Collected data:
=== Begin Enclosure ===

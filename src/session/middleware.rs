//! Axum session middleware.
//!
//! Extracts the signed session id from its cookie, loads session data from
//! the backend, exposes it through a `SessionHandle` request extension, and
//! saves or clears it once the handler has produced a response. Unchanged
//! existing sessions get their cookies re-issued, so the browser's expiry
//! slides along with the backend's.

use axum::extract::{FromRequestParts, Request};
use axum::http::request::Parts;
use axum::http::{HeaderValue, header};
use axum::middleware::Next;
use axum::response::Response;
use base64::Engine;
use rand::Rng;
use std::sync::Arc;
use tokio::sync::Mutex;

use super::cookie::{CookieAttrs, CookieSigner, find_cookie, set_cookie, sets_cookie};
use super::{SessionBackend, SessionData};
use crate::csrf::XSRF_COOKIE;
use crate::error::AppError;

/// Name of the signed, HttpOnly session cookie.
pub const SESSION_COOKIE: &str = "csrf_session";

/// Shared handle to session state, inserted into request extensions.
#[derive(Clone)]
pub struct SessionHandle {
    pub id: String,
    pub data: Arc<Mutex<SessionData>>,
    pub destroyed: Arc<Mutex<bool>>,
}

impl SessionHandle {
    pub fn new(id: String, data: SessionData) -> Self {
        Self {
            id,
            data: Arc::new(Mutex::new(data)),
            destroyed: Arc::new(Mutex::new(false)),
        }
    }

    /// Current CSRF token, read without modifying the session.
    pub async fn csrf_token(&self) -> Option<String> {
        self.data.lock().await.csrf_token().map(String::from)
    }

    /// Mark the session for deletion once the response is produced.
    pub async fn destroy(&self) {
        *self.destroyed.lock().await = true;
        self.data.lock().await.clear();
    }
}

impl<S> FromRequestParts<S> for SessionHandle
where
    S: Send + Sync,
{
    type Rejection = AppError;

    async fn from_request_parts(parts: &mut Parts, _state: &S) -> Result<Self, Self::Rejection> {
        parts
            .extensions
            .get::<SessionHandle>()
            .cloned()
            .ok_or_else(|| AppError::Internal("Session middleware not configured".into()))
    }
}

/// Session middleware configuration.
pub struct SessionLayer<B: SessionBackend> {
    pub backend: Arc<B>,
    pub signer: CookieSigner,
    pub https_only: bool,
    pub cookie_domain: Option<String>,
    pub max_age_secs: u64,
}

impl<B: SessionBackend> SessionLayer<B> {
    pub fn new(backend: Arc<B>, secret: &str) -> Self {
        Self {
            backend,
            signer: CookieSigner::new(secret.as_bytes()),
            https_only: false,
            cookie_domain: None,
            max_age_secs: 2 * 3600,
        }
    }

    /// Cookie attributes for cookies tied to this session's lifetime.
    pub fn cookie_attrs(&self, http_only: bool) -> CookieAttrs<'_> {
        CookieAttrs {
            max_age_secs: self.max_age_secs,
            http_only,
            secure: self.https_only,
            domain: self.cookie_domain.as_deref(),
        }
    }

    fn session_cookie(&self, session_id: &str) -> String {
        set_cookie(
            SESSION_COOKIE,
            &self.signer.sign(session_id),
            self.cookie_attrs(true),
        )
    }

    /// Script-readable `XSRF-TOKEN` cookie carrying `token`, with the same
    /// lifetime as the session cookie.
    pub fn xsrf_cookie(&self, token: &str) -> String {
        set_cookie(
            XSRF_COOKIE,
            &urlencoding::encode(token),
            self.cookie_attrs(false),
        )
    }

    fn delete_cookie(&self) -> String {
        set_cookie(
            SESSION_COOKIE,
            "",
            CookieAttrs {
                max_age_secs: 0,
                ..self.cookie_attrs(true)
            },
        )
    }
}

/// Axum middleware function for session handling.
pub async fn session_middleware<B: SessionBackend + 'static>(
    layer: Arc<SessionLayer<B>>,
    mut req: Request,
    next: Next,
) -> Response {
    let session_id = find_cookie(req.headers(), SESSION_COOKIE)
        .and_then(|value| layer.signer.verify(value));

    let loaded = match session_id {
        Some(id) => layer.backend.load(&id).await.map(|data| (id, data)),
        None => None,
    };
    let existing = loaded.is_some();

    // Unknown, expired or forged ids all start a fresh session
    let (id, initial) = loaded.unwrap_or_else(|| (generate_session_id(), SessionData::new()));

    let handle = SessionHandle::new(id.clone(), initial.clone());
    req.extensions_mut().insert(handle.clone());

    let mut response = next.run(req).await;

    let destroyed = *handle.destroyed.lock().await;
    let current = handle.data.lock().await.clone();

    let mut cookies = Vec::new();
    if destroyed {
        layer.backend.delete(&id).await;
        cookies.push(layer.delete_cookie());
    } else if current != initial {
        // Only persist real changes so read-only traffic never mints sessions
        layer.backend.save(&id, &current).await;
        cookies.push(layer.session_cookie(&id));
    } else if existing {
        // The backend slid its deadline on load; slide the browser's too
        cookies.push(layer.session_cookie(&id));
        if let Some(token) = current.csrf_token()
            && !sets_cookie(response.headers(), XSRF_COOKIE)
        {
            cookies.push(layer.xsrf_cookie(token));
        }
    }

    for cookie in cookies {
        match HeaderValue::from_str(&cookie) {
            Ok(value) => {
                response.headers_mut().append(header::SET_COOKIE, value);
            }
            Err(e) => tracing::warn!(error = %e, "dropping unencodable session cookie"),
        }
    }

    response
}

fn generate_session_id() -> String {
    let bytes: [u8; 32] = rand::thread_rng().r#gen();
    base64::engine::general_purpose::URL_SAFE_NO_PAD.encode(bytes)
}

=== End Enclosure ===

_Work item_. Please copy, exactly and with nothing else, the lines above beginning at the line that has "let current = handle.data.lock().await.clone();" and ending with the line that has "layer.backend.save(&id, &current).await;".

_Result of this task_.
    let current = handle.data.lock().await.clone();

    let mut cookies = Vec::new();
    if destroyed {
        layer.backend.delete(&id).await;
        cookies.push(layer.delete_cookie());
    } else if current != initial {
        // Only persist real changes so read-only traffic never mints sessions
        layer.backend.save(&id, &current).await;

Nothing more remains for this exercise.